• [Material to process]:
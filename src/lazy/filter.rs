// Tue Jan 13 2026 - Alex

use crate::lazy::history::SearchKind;
use crate::lazy::LazyError;
use crate::pattern::fragment::{all_match, CodeFragment};
use crate::registry::ExportValue;
use itertools::Itertools;

/// What a search looks for in a module's exports or factory source.
#[derive(Debug, Clone, PartialEq)]
pub enum Filter {
    ByProps(Vec<String>),
    ByCode(Vec<CodeFragment>),
    ByStoreName(String),
    ByFactoryCode(Vec<CodeFragment>),
    ComponentByCode(Vec<CodeFragment>),
}

fn fragments<I, F>(code: I, what: &str) -> Result<Vec<CodeFragment>, LazyError>
where
    I: IntoIterator<Item = F>,
    F: Into<CodeFragment>,
{
    let code: Vec<CodeFragment> = code.into_iter().map(Into::into).collect();
    if code.is_empty() {
        return Err(LazyError::MalformedCriteria(format!("{} needs at least one code fragment", what)));
    }
    if code.iter().any(CodeFragment::is_empty) {
        return Err(LazyError::MalformedCriteria(format!("{} got an empty code fragment", what)));
    }
    Ok(code)
}

impl Filter {
    pub fn by_props<I, S>(props: I) -> Result<Self, LazyError>
    where
        I: IntoIterator<Item = S>,
        S: Into<String>,
    {
        let props: Vec<String> = props.into_iter().map(Into::into).collect();
        if props.is_empty() {
            return Err(LazyError::MalformedCriteria("byProps needs at least one prop".to_string()));
        }
        if props.iter().any(String::is_empty) {
            return Err(LazyError::MalformedCriteria("byProps got an empty prop name".to_string()));
        }
        Ok(Filter::ByProps(props))
    }

    pub fn by_code<I, F>(code: I) -> Result<Self, LazyError>
    where
        I: IntoIterator<Item = F>,
        F: Into<CodeFragment>,
    {
        Ok(Filter::ByCode(fragments(code, "byCode")?))
    }

    pub fn by_store_name(name: impl Into<String>) -> Result<Self, LazyError> {
        let name = name.into();
        if name.is_empty() {
            return Err(LazyError::MalformedCriteria("byStoreName needs a name".to_string()));
        }
        Ok(Filter::ByStoreName(name))
    }

    pub fn by_factory_code<I, F>(code: I) -> Result<Self, LazyError>
    where
        I: IntoIterator<Item = F>,
        F: Into<CodeFragment>,
    {
        Ok(Filter::ByFactoryCode(fragments(code, "byFactoryCode")?))
    }

    pub fn component_by_code<I, F>(code: I) -> Result<Self, LazyError>
    where
        I: IntoIterator<Item = F>,
        F: Into<CodeFragment>,
    {
        Ok(Filter::ComponentByCode(fragments(code, "componentByCode")?))
    }

    /// Whether the filter looks at factory source instead of exports.
    pub fn targets_factory(&self) -> bool {
        matches!(self, Filter::ByFactoryCode(_))
    }

    pub fn test(&self, value: &ExportValue) -> bool {
        match self {
            Filter::ByProps(props) => value.has_props(props),
            Filter::ByCode(code) => value.callable_source().map_or(false, |s| all_match(s, code)),
            Filter::ByStoreName(name) => value.store_name() == Some(name.as_str()),
            Filter::ByFactoryCode(_) => false,
            Filter::ComponentByCode(code) => value
                .component_sources()
                .into_iter()
                .any(|s| all_match(s, code)),
        }
    }

    pub fn test_factory(&self, source: &str) -> bool {
        match self {
            Filter::ByFactoryCode(code) => all_match(source, code),
            _ => false,
        }
    }

    pub fn kind(&self) -> SearchKind {
        match self {
            Filter::ByProps(_) => SearchKind::FindByProps,
            Filter::ByCode(_) => SearchKind::FindByCode,
            Filter::ByStoreName(_) => SearchKind::FindStore,
            Filter::ByFactoryCode(_) => SearchKind::FindByFactoryCode,
            Filter::ComponentByCode(_) => SearchKind::FindComponentByCode,
        }
    }

    /// The arguments alone, as a search call would show them.
    pub fn args(&self) -> String {
        match self {
            Filter::ByProps(props) => props.iter().map(|p| format!("{:?}", p)).join(", "),
            Filter::ByStoreName(name) => format!("{:?}", name),
            Filter::ByCode(code) | Filter::ByFactoryCode(code) | Filter::ComponentByCode(code) => {
                code.iter().join(", ")
            }
        }
    }

    /// Stable text identifying the filter, e.g. `byProps("a", "b")`.
    pub fn signature(&self) -> String {
        let name = match self {
            Filter::ByProps(_) => "byProps",
            Filter::ByCode(_) => "byCode",
            Filter::ByStoreName(_) => "byStoreName",
            Filter::ByFactoryCode(_) => "byFactoryCode",
            Filter::ComponentByCode(_) => "componentByCode",
        };
        format!("{}({})", name, self.args())
    }
}
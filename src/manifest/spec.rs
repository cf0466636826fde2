// Tue Jan 13 2026 - Alex

use crate::manifest::ManifestError;
use crate::patch::PatchSpec;
use serde::{Deserialize, Serialize};
use std::path::Path;

/// A lookup an extension makes at start-up. Code fragments are plain text,
/// or a regex when wrapped in slashes.
#[derive(Debug, Clone, PartialEq, Eq, Serialize, Deserialize)]
#[serde(rename_all = "snake_case")]
pub enum LookupSpec {
    ByProps(Vec<String>),
    ByCode(Vec<String>),
    ByStoreName(String),
    ByFactoryCode(Vec<String>),
    ComponentByCode(Vec<String>),
    ModuleFactory(Vec<String>),
    ExtractAndLoadChunks {
        code: Vec<String>,
        #[serde(default)]
        matcher: Option<String>,
    },
}

#[derive(Debug, Clone, PartialEq, Eq, Serialize, Deserialize)]
pub struct ExtensionSpec {
    pub name: String,
    #[serde(default)]
    pub bootstrap: bool,
    #[serde(default)]
    pub patches: Vec<PatchSpec>,
    #[serde(default)]
    pub lookups: Vec<LookupSpec>,
}

#[derive(Debug, Clone, Default, PartialEq, Eq, Serialize, Deserialize)]
pub struct ExtensionManifest {
    pub extensions: Vec<ExtensionSpec>,
}

impl ExtensionManifest {
    pub fn load(path: &Path) -> Result<Self, ManifestError> {
        let text = std::fs::read_to_string(path).map_err(|source| ManifestError::Read {
            path: path.display().to_string(),
            source,
        })?;
        Self::parse(&text)
    }

    pub fn parse(text: &str) -> Result<Self, ManifestError> {
        let manifest: ExtensionManifest = serde_json::from_str(text)?;
        let mut seen = std::collections::HashSet::new();
        for ext in &manifest.extensions {
            if !seen.insert(ext.name.as_str()) {
                return Err(ManifestError::DuplicateName(ext.name.clone()));
            }
        }
        Ok(manifest)
    }

    pub fn patch_count(&self) -> usize {
        self.extensions.iter().map(|e| e.patches.len()).sum()
    }
}

#[cfg(test)]
mod tests {
    use super::*;

    const MANIFEST: &str = r#"{
        "extensions": [{
            "name": "Demo",
            "patches": [{
                "find": "FOO_MARKER",
                "replacement": [{"match": "BAR=1", "replace": "BAR=2"}]
            }],
            "lookups": [
                {"by_props": ["fooExport"]},
                {"by_store_name": "UserStore"},
                {"extract_and_load_chunks": {"code": ["/\\i\\.settings/"]}}
            ]
        }]
    }"#;

    #[test]
    fn test_parse_manifest() {
        let manifest = ExtensionManifest::parse(MANIFEST).unwrap();
        let ext = &manifest.extensions[0];
        assert!(!ext.bootstrap);
        assert_eq!(ext.patches[0].replacement[0].expected, 1);
        assert_eq!(ext.lookups[0], LookupSpec::ByProps(vec!["fooExport".to_string()]));
        assert_eq!(
            ext.lookups[2],
            LookupSpec::ExtractAndLoadChunks {
                code: vec![r"/\i\.settings/".to_string()],
                matcher: None
            }
        );
        assert_eq!(manifest.patch_count(), 1);
    }

    #[test]
    fn test_duplicate_names_rejected() {
        let text = r#"{"extensions": [{"name": "A"}, {"name": "A"}]}"#;
        assert!(matches!(ExtensionManifest::parse(text), Err(ManifestError::DuplicateName(_))));
    }
}
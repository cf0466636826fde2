// Tue Jan 13 2026 - Alex

use crate::crawler::CrawlStats;
use crate::output::{DiagnosticLine, Report};
use crate::registry::ModuleRecord;
use crate::utils::string::truncate;
use colored::*;

const PREVIEW_LEN: usize = 96;

pub struct DisplayRenderer {
    max_items: Option<usize>,
}

impl DisplayRenderer {
    pub fn new() -> Self {
        Self { max_items: None }
    }

    pub fn with_max_items(mut self, max: usize) -> Self {
        self.max_items = Some(max);
        self
    }

    fn limit(&self, len: usize) -> usize {
        self.max_items.map_or(len, |max| max.min(len))
    }

    pub fn render_summary(&self, report: &Report, stats: Option<&CrawlStats>) -> String {
        let mut lines = vec![format!("{}", "Verification Summary".cyan().bold()), format!("{}", "-".repeat(40).cyan())];

        if let Some(stats) = stats {
            lines.push(format!("  Modules scanned: {}", stats.modules_scanned.to_string().green()));
            lines.push(format!(
                "  Chunks loaded: {} ({} invalid)",
                stats.valid_chunks.to_string().green(),
                stats.invalid_chunks.to_string().yellow()
            ));
            lines.push(format!("  Poll cycles: {}", stats.poll_cycles));
        }

        lines.push(Self::count_line("Bad patches", report.bad_patches.len(), false));
        lines.push(Self::count_line("Slow patches", report.slow_patches.len(), true));
        lines.push(Self::count_line("Bad finds", report.bad_finds.len(), false));
        lines.push(Self::count_line("Bad starts", report.bad_starts.len(), false));
        lines.push(Self::count_line("Host errors", report.other_errors.len(), false));
        if !report.ignored_errors.is_empty() {
            lines.push(format!("  Ignored errors: {}", report.ignored_errors.len().to_string().dimmed()));
        }

        for bad in report.bad_patches.iter().take(self.limit(report.bad_patches.len())) {
            lines.push(format!("  {} {}", "[-]".red(), DiagnosticLine::patch(bad).payload));
        }
        for find in report.bad_finds.iter().take(self.limit(report.bad_finds.len())) {
            lines.push(format!("  {} {}", "[-]".red(), find));
        }

        lines.push(String::new());
        lines.push(match (&report.fatal, report.has_findings()) {
            (Some(reason), _) => format!("{} Aborted: {}", "[!]".red().bold(), reason),
            (None, true) => format!("{} {} findings", "[!]".yellow().bold(), report.finding_count()),
            (None, false) => format!("{} Everything patched and found", "[+]".green().bold()),
        });
        lines.join("\n")
    }

    fn count_line(label: &str, count: usize, warning_only: bool) -> String {
        let value = match (count, warning_only) {
            (0, _) => count.to_string().green(),
            (_, true) => count.to_string().yellow(),
            (_, false) => count.to_string().red(),
        };
        format!("  {}: {}", label, value)
    }

    pub fn render_match(&self, record: &ModuleRecord) -> String {
        let preview = record.raw_source().replace('\n', " ");
        format!("{} {}", record.id.to_string().cyan(), truncate(&preview, PREVIEW_LEN).dimmed())
    }
}

impl Default for DisplayRenderer {
    fn default() -> Self {
        Self::new()
    }
}
// Tue Jan 13 2026 - Alex

use std::cell::RefCell;

/// One flag per scan task; a task flips its flag when it finishes.
#[derive(Debug, Default)]
pub struct SettledSet {
    flags: RefCell<Vec<bool>>,
}

impl SettledSet {
    pub fn new() -> Self {
        Self::default()
    }

    pub fn register(&self) -> usize {
        let mut flags = self.flags.borrow_mut();
        flags.push(false);
        flags.len() - 1
    }

    pub fn settle(&self, token: usize) {
        if let Some(flag) = self.flags.borrow_mut().get_mut(token) {
            *flag = true;
        }
    }

    pub fn len(&self) -> usize {
        self.flags.borrow().len()
    }

    pub fn is_empty(&self) -> bool {
        self.flags.borrow().is_empty()
    }

    pub fn pending(&self) -> usize {
        self.flags.borrow().iter().filter(|f| !**f).count()
    }

    pub fn is_settled(&self) -> bool {
        self.pending() == 0
    }

    pub fn clear(&self) {
        self.flags.borrow_mut().clear();
    }
}

/// Decides when draining may stop: the set must be fully settled and keep
/// the same size for `required` consecutive polls.
#[derive(Debug, Default)]
pub struct DrainWatch {
    last_len: Option<usize>,
    stable: usize,
}

impl DrainWatch {
    pub fn new() -> Self {
        Self::default()
    }

    pub fn observe(&mut self, set: &SettledSet, required: usize) -> bool {
        let len = set.len();
        if set.is_settled() && self.last_len == Some(len) {
            self.stable += 1;
        } else {
            self.stable = 0;
        }
        self.last_len = Some(len);
        self.stable >= required
    }

    pub fn stable_cycles(&self) -> usize {
        self.stable
    }
}
// Tue Jan 13 2026 - Alex

//! The line protocol between a verification run and whoever collects its
//! findings: `<sentinel> <tag> <payload>`, one finding per line.

use crate::patch::{BadPatch, BadPatchKind};
use crate::pattern::cache;
use crate::registry::ModuleId;
use crate::utils::string::StringUtils;
use std::fmt;

#[derive(Debug, Clone, Copy, PartialEq, Eq, Hash)]
pub enum Category {
    PatchFailure,
    FindFailure,
    StartFailure,
    HostError,
    Fatal,
    Finished,
}

impl Category {
    pub const ALL: [Category; 6] = [
        Category::PatchFailure,
        Category::FindFailure,
        Category::StartFailure,
        Category::HostError,
        Category::Fatal,
        Category::Finished,
    ];

    pub fn tag(&self) -> &'static str {
        match self {
            Category::PatchFailure => "webpack-patch-failure",
            Category::FindFailure => "webpack-find-failure",
            Category::StartFailure => "plugin-start-failure",
            Category::HostError => "host-error",
            Category::Fatal => "fatal",
            Category::Finished => "test-finished",
        }
    }

    pub fn from_tag(tag: &str) -> Option<Self> {
        Self::ALL.iter().copied().find(|c| c.tag() == tag)
    }
}

impl fmt::Display for Category {
    fn fmt(&self, f: &mut fmt::Formatter<'_>) -> fmt::Result {
        f.write_str(self.tag())
    }
}

#[derive(Debug, Clone, PartialEq, Eq)]
pub struct DiagnosticLine {
    pub category: Category,
    pub payload: String,
}

impl DiagnosticLine {
    pub fn new(category: Category, payload: impl Into<String>) -> Self {
        Self {
            category,
            payload: payload.into(),
        }
    }

    /// `Patch by <owner> <what happened> (Module id is <id>): <pattern>`,
    /// with the detail after a tab.
    pub fn patch(bad: &BadPatch) -> Self {
        let module = bad.module.as_ref().map_or("-", ModuleId::as_str);
        let mut payload = format!(
            "Patch by {} {} (Module id is {}): {}",
            bad.owner,
            bad.kind.phrase(),
            module,
            bad.pattern
        );
        if let Some(detail) = &bad.detail {
            payload.push('\t');
            payload.push_str(detail);
        }
        Self::new(Category::PatchFailure, payload)
    }

    pub fn find(description: &str) -> Self {
        Self::new(Category::FindFailure, format!("Failed to find: {}", description))
    }

    pub fn start(plugin: &str, error: &str) -> Self {
        Self::new(Category::StartFailure, format!("{}: {}", plugin, error))
    }

    pub fn host_error(message: &str) -> Self {
        Self::new(Category::HostError, message)
    }

    pub fn fatal(reason: &str) -> Self {
        Self::new(Category::Fatal, reason)
    }

    pub fn finished() -> Self {
        Self::new(Category::Finished, "")
    }

    pub fn render(&self, sentinel: &str) -> String {
        if self.payload.is_empty() {
            return format!("{} {}", sentinel, self.category.tag());
        }
        format!(
            "{} {} {}",
            sentinel,
            self.category.tag(),
            StringUtils::escape_line(&self.payload)
        )
    }

    /// `None` for lines that are not ours or carry an unknown tag.
    pub fn parse(line: &str, sentinel: &str) -> Option<Self> {
        let rest = line.trim_end_matches(['\r', '\n']).strip_prefix(sentinel)?;
        let rest = rest.strip_prefix(' ')?;
        let (tag, payload) = rest.split_once(' ').unwrap_or((rest, ""));
        let category = Category::from_tag(tag)?;
        Some(Self::new(category, StringUtils::unescape_line(payload)))
    }

    pub fn as_bad_patch(&self) -> Option<BadPatch> {
        if self.category != Category::PatchFailure {
            return None;
        }
        parse_patch_payload(&self.payload)
    }

    pub fn as_bad_start(&self) -> Option<(String, String)> {
        if self.category != Category::StartFailure {
            return None;
        }
        let (plugin, error) = self.payload.split_once(": ")?;
        Some((plugin.to_string(), error.to_string()))
    }

    pub fn find_description(&self) -> Option<&str> {
        if self.category != Category::FindFailure {
            return None;
        }
        Some(self.payload.strip_prefix("Failed to find: ").unwrap_or(&self.payload))
    }
}

const PATCH_PAYLOAD: &str =
    r"(?s)^Patch by (.+?) (had wrong count|errored|found no module|was slow) \(Module id is ([^)]*)\): (.*)$";

fn parse_patch_payload(payload: &str) -> Option<BadPatch> {
    let regex = cache::compile(PATCH_PAYLOAD).ok()?;
    let (head, detail) = match payload.split_once('\t') {
        Some((head, detail)) => (head, Some(detail.to_string())),
        None => (payload, None),
    };
    let caps = regex.captures(head).ok().flatten()?;
    let kind = BadPatchKind::from_phrase(&caps[2])?;
    let module = match &caps[3] {
        "-" => None,
        id => Some(ModuleId::from(id)),
    };

    Some(BadPatch {
        owner: caps[1].to_string(),
        kind,
        module,
        pattern: caps[4].to_string(),
        detail,
    })
}

#[cfg(test)]
mod tests {
    use super::*;

    const SENTINEL: &str = "[BundleInterceptor]";

    #[test]
    fn test_patch_line_survives_the_channel() {
        let bad = BadPatch {
            owner: "Demo Plugin".to_string(),
            kind: BadPatchKind::WrongCount,
            module: Some(ModuleId::from("123")),
            pattern: "/BAR=1/".to_string(),
            detail: Some("expected 1, found 2".to_string()),
        };
        let line = DiagnosticLine::patch(&bad).render(SENTINEL);
        assert_eq!(
            line,
            "[BundleInterceptor] webpack-patch-failure Patch by Demo Plugin had wrong count (Module id is 123): /BAR=1/\\texpected 1, found 2"
        );

        let parsed = DiagnosticLine::parse(&line, SENTINEL).unwrap();
        assert_eq!(parsed.as_bad_patch(), Some(bad));
    }

    #[test]
    fn test_unfound_patch_has_no_module() {
        let bad = BadPatch {
            owner: "Demo".to_string(),
            kind: BadPatchKind::Unfound,
            module: None,
            pattern: "\"FOO\"".to_string(),
            detail: None,
        };
        let parsed = DiagnosticLine::parse(&DiagnosticLine::patch(&bad).render(SENTINEL), SENTINEL).unwrap();
        assert_eq!(parsed.as_bad_patch().unwrap().module, None);
    }

    #[test]
    fn test_multiline_payload_stays_on_one_line() {
        let line = DiagnosticLine::host_error("TypeError: x\n    at y").render(SENTINEL);
        assert!(!line.contains('\n'));
        let parsed = DiagnosticLine::parse(&line, SENTINEL).unwrap();
        assert_eq!(parsed.payload, "TypeError: x\n    at y");
    }

    #[test]
    fn test_parse_rejects_foreign_lines() {
        assert!(DiagnosticLine::parse("random output", SENTINEL).is_none());
        assert!(DiagnosticLine::parse("[BundleInterceptor] not-a-tag x", SENTINEL).is_none());
        assert_eq!(
            DiagnosticLine::parse("[BundleInterceptor] test-finished", SENTINEL).unwrap(),
            DiagnosticLine::finished()
        );
    }

    #[test]
    fn test_start_and_find_payloads() {
        let start = DiagnosticLine::start("Demo", "invalid regex");
        assert_eq!(start.as_bad_start(), Some(("Demo".to_string(), "invalid regex".to_string())));
        let find = DiagnosticLine::find("findByProps(\"a\")");
        assert_eq!(find.find_description(), Some("findByProps(\"a\")"));
    }
}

• [Exercise prompt]:
Scan the entries above for the word "path", then copy every line in which it occurs.

• [Written response]:
use std::path::Path;
    pub fn load(path: &Path) -> Result<Self, ManifestError> {
        let text = std::fs::read_to_string(path).map_err(|source| ManifestError::Read {
            path: path.display().to_string(),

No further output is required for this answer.